Never read a comic? Never fear. Becky Cloonan’s “Wolves” is a short and sweet introduction to the world of sequential art. Although Cloonan has written for Marvel Comics, her self-published comic book is a dark, expressive foray into a simple but compelling fantasy world, not a blow-stuff-up-while-wearing-spandex superhero comic. 

Comics can do things traditional writing cannot. After all, humans were pairing words with pictures long before even the Greeks carved up the Parthenon Marbles, which, if you think about it, is a form of ancient comic storytelling. The artwork of a comic can accentuate the tone of the script, captions allow the reader to access the thoughts of the characters, and reader pacing is manipulated by the spacing between panels.

Never read a comic? Never fear. Becky Cloonan’s “Wolves” is a short and sweet introduction to the world of sequential art. Although Cloonan has written for Marvel Comics, her self-published comic book is a dark, expressive foray into a simple but compelling fantasy world, not a blow-stuff-up-while-wearing-spandex superhero comic. This short twenty-page comic in which the readers follow the story of a hunter on a mission that will change his life syncs gorgeous black and white artwork with a memorable script.

In only using black and white (and greys in between), Cloonan’s artwork emphasizes the tone of the story: dark, sharp, stark.  With the black and white limitation, she dynamically uses white space to tell her tale. The shadows, a natural result of the lack of color, create a fantasy world that is primeval and melancholy. The forest world of the hunter is depicted as chilling and harsh by severe diagonal lines throughout.

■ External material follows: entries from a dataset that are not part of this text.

//! User configuration for the `dutil` binary.
//!
//! The configuration file is TOML and every field is optional:
//!
//! ```toml
//! # Hive file holding the registrations. Relative paths resolve against
//! # the directory of this file. Defaults to `registry.json` next to it.
//! hive_path = "registry.json"
//!
//! # Default registry root: "machine" (HKLM) or "user" (HKCU)
//! scope = "machine"
//!
//! # Seconds to wait for the hive lock before giving up
//! lock_timeout_secs = 30
//! ```
//!
//! # Location
//!
//! Resolved in order: the `--config` flag, the `DUTIL_CONFIG` environment
//! variable, then the platform default:
//!
//! - **Windows**: `%LOCALAPPDATA%\dutil\config.toml`
//! - **Unix/macOS**: `~/.dutil/config.toml`
//!
//! A missing file means all defaults.

use anyhow::{Context, Result};
use serde::{Deserialize, Serialize};
use std::ffi::OsString;
use std::fmt;
use std::path::{Path, PathBuf};
use std::time::Duration;

use crate::constants::{CONFIG_ENV_VAR, default_lock_timeout};
use crate::core::DutilError;
use crate::registry::{FileHive, RegistryRoot};
use crate::utils::atomic_write;

/// File name of the hive when none is configured.
pub const DEFAULT_HIVE_FILE: &str = "registry.json";

/// Which registry root registrations go to.
#[derive(Debug, Clone, Copy, PartialEq, Eq, Default, Serialize, Deserialize)]
#[serde(rename_all = "lowercase")]
pub enum Scope {
    /// Per-machine (HKLM)
    #[default]
    Machine,
    /// Per-user (HKCU)
    User,
}

impl Scope {
    /// Registry root backing this scope.
    #[must_use]
    pub const fn root(self) -> RegistryRoot {
        match self {
            Self::Machine => RegistryRoot::LocalMachine,
            Self::User => RegistryRoot::CurrentUser,
        }
    }
}

impl fmt::Display for Scope {
    fn fmt(&self, f: &mut fmt::Formatter<'_>) -> fmt::Result {
        match self {
            Self::Machine => f.write_str("machine"),
            Self::User => f.write_str("user"),
        }
    }
}

/// Contents of `config.toml`.
#[derive(Debug, Clone, PartialEq, Eq, Serialize, Deserialize)]
#[serde(default)]
pub struct DutilConfig {
    /// Hive file location; relative paths resolve against the config directory
    #[serde(skip_serializing_if = "Option::is_none")]
    pub hive_path: Option<PathBuf>,

    /// Default registry root
    pub scope: Scope,

    /// Seconds to wait for the hive lock
    pub lock_timeout_secs: u64,
}

impl Default for DutilConfig {
    fn default() -> Self {
        Self {
            hive_path: None,
            scope: Scope::default(),
            lock_timeout_secs: default_lock_timeout().as_secs(),
        }
    }
}

impl DutilConfig {
    /// Platform default location of the configuration file.
    ///
    /// # Errors
    ///
    /// Returns an error if the home (or, on Windows, local data) directory
    /// cannot be determined.
    pub fn default_path() -> Result<PathBuf> {
        let config_dir = if cfg!(target_os = "windows") {
            dirs::data_local_dir()
                .ok_or_else(|| anyhow::anyhow!("Unable to determine local data directory"))?
                .join("dutil")
        } else {
            dirs::home_dir()
                .ok_or_else(|| anyhow::anyhow!("Unable to determine home directory"))?
                .join(".dutil")
        };

        Ok(config_dir.join("config.toml"))
    }

    /// Pick the configuration file: `explicit`, then `env_value`, then the default.
    ///
    /// Empty values are treated as unset.
    pub fn resolve_path(explicit: Option<&Path>, env_value: Option<OsString>) -> Result<PathBuf> {
        if let Some(path) = explicit.filter(|p| !p.as_os_str().is_empty()) {
            return Ok(path.to_path_buf());
        }
        if let Some(value) = env_value.filter(|v| !v.is_empty()) {
            return Ok(PathBuf::from(value));
        }
        Self::default_path()
    }

    /// Configuration file location for this process, honouring `DUTIL_CONFIG`.
    pub fn locate(explicit: Option<&Path>) -> Result<PathBuf> {
        Self::resolve_path(explicit, std::env::var_os(CONFIG_ENV_VAR))
    }

    /// Load the configuration at `path`, or defaults when the file does not exist.
    pub fn load_or_default(path: &Path) -> Result<Self> {
        if path.exists() {
            Self::load_from(path)
        } else {
            Ok(Self::default())
        }
    }

    /// Load the configuration from its resolved location.
    pub fn load() -> Result<Self> {
        Self::load_or_default(&Self::locate(None)?)
    }

    /// Load the configuration from `path`.
    ///
    /// # Errors
    ///
    /// Returns an error if the file cannot be read or is not valid TOML for
    /// this schema. Parse failures carry a [`DutilError::ConfigError`].
    pub fn load_from(path: &Path) -> Result<Self> {
        let content = std::fs::read_to_string(path)
            .with_context(|| format!("Failed to read config from {}", path.display()))?;

        let config: Self = toml::from_str(&content).map_err(|e| DutilError::ConfigError {
            message: format!("{}: {e}", path.display()),
        })?;
        if config.lock_timeout_secs == 0 {
            return Err(DutilError::ConfigError {
                message: format!("{}: lock_timeout_secs must be at least 1", path.display()),
            }
            .into());
        }
        Ok(config)
    }

    /// Write the configuration to `path`, creating parent directories.
    pub fn save_to(&self, path: &Path) -> Result<()> {
        let content = toml::to_string_pretty(self).context("Failed to serialize config")?;
        atomic_write(path, content.as_bytes())
            .with_context(|| format!("Failed to write config to {}", path.display()))
    }

    /// Hive file for a configuration loaded from `config_path`.
    #[must_use]
    pub fn hive_path(&self, config_path: &Path) -> PathBuf {
        let base = config_path.parent().unwrap_or_else(|| Path::new("."));
        match &self.hive_path {
            Some(path) if path.is_absolute() => path.clone(),
            Some(path) => base.join(path),
            None => base.join(DEFAULT_HIVE_FILE),
        }
    }

    /// How long to wait for the hive lock.
    #[must_use]
    pub const fn lock_timeout(&self) -> Duration {
        Duration::from_secs(self.lock_timeout_secs)
    }

    /// Open the hive this configuration points at.
    #[must_use]
    pub fn open_hive(&self, config_path: &Path) -> FileHive {
        FileHive::new(self.hive_path(config_path)).with_lock_timeout(self.lock_timeout())
    }
}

A combination unique to comics of first-person captions with third-person artwork always thrills me. It makes comics such as these so personal yet comprehensive. The readers can understand the feelings and thoughts of the characters, but exciting techniques such as dramatic irony can still be expressed. In “Wolves,” we read the hunter’s anguished thoughts through the captions, yet still have a view detached enough to see this anguish expressed in his posture, eyes, and proximity to other characters.

Cloonan rarely uses dialogue, but reveals the depth of the characters through first-person captions and compelling full-panel close ups. Attempting to express character emotion through a pair of eyes filling the panel is risky. A bad artist will not be able to convey the emotion with a set of 2D irises, but Cloonan pulls it off.

Cloonen’s panels are expressive as well. Square panels enclose events happening in real time, rounded panels, the past. The space between panels, called “gutters” by comic writers, are used to express leaps in time and control the reader’s pace. Cloonan effectively uses the gutters, increasing space between panels to draw out a scene and pushing panels closer together to increase tension on the page.

Wolves” employs sophisticated techniques unique to comic books. So if you’ve never read a comic, just know that basically, comics can do it better.